Work instruction: Filter the listing down to the lines containing the word "ImageFile".

== == ==

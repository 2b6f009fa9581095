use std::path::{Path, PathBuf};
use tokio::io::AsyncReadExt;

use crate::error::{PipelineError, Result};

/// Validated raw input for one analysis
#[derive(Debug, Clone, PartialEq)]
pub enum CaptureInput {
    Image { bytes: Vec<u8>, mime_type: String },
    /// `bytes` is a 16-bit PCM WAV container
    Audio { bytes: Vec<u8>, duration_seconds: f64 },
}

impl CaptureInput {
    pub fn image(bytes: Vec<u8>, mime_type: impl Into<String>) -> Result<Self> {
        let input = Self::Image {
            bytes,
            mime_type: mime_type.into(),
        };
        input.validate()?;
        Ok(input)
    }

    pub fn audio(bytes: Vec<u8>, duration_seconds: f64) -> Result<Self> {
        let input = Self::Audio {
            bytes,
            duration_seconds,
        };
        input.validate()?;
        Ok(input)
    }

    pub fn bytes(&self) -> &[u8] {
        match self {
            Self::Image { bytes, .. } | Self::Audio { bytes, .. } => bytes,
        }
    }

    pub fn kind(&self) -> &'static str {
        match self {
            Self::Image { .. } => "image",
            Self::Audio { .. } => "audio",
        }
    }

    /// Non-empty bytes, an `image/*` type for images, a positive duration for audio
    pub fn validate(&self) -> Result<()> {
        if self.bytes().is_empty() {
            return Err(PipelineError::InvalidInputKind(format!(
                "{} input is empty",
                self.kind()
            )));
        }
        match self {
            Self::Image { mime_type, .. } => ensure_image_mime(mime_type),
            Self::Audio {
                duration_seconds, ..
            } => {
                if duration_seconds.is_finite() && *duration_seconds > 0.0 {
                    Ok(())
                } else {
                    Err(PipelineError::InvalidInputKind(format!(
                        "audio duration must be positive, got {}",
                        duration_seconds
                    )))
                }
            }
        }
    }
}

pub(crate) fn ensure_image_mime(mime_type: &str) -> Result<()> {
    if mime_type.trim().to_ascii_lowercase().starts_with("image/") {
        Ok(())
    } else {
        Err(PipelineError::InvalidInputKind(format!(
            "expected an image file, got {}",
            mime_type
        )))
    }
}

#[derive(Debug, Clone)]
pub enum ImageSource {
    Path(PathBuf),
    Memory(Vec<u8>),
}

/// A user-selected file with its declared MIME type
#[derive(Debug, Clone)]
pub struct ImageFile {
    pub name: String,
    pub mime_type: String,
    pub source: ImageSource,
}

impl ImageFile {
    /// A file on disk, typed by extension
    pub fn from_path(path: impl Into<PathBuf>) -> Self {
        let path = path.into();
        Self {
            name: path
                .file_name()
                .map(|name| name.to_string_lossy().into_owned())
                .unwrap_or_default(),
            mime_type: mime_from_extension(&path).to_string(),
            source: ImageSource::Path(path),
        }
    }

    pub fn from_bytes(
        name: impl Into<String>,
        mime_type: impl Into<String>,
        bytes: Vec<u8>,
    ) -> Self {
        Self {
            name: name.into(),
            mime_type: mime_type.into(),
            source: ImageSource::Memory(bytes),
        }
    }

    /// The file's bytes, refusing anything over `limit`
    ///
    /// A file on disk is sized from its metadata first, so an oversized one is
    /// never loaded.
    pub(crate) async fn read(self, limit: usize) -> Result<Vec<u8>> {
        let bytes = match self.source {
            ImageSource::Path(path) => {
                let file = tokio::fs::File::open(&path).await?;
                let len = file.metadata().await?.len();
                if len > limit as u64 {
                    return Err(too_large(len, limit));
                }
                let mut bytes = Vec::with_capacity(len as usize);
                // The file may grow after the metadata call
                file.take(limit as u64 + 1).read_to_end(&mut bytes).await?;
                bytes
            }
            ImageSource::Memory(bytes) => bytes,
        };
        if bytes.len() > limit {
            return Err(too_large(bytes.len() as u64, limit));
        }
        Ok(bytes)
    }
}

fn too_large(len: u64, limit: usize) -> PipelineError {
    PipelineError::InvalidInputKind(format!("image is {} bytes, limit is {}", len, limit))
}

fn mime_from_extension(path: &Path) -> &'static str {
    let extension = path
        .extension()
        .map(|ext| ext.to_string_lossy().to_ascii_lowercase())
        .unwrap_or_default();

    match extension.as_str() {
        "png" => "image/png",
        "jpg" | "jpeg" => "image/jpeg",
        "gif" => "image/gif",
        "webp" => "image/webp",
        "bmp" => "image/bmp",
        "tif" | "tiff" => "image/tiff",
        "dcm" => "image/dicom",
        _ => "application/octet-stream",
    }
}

== == ==

Response to this exercise:
pub struct ImageFile {
impl ImageFile {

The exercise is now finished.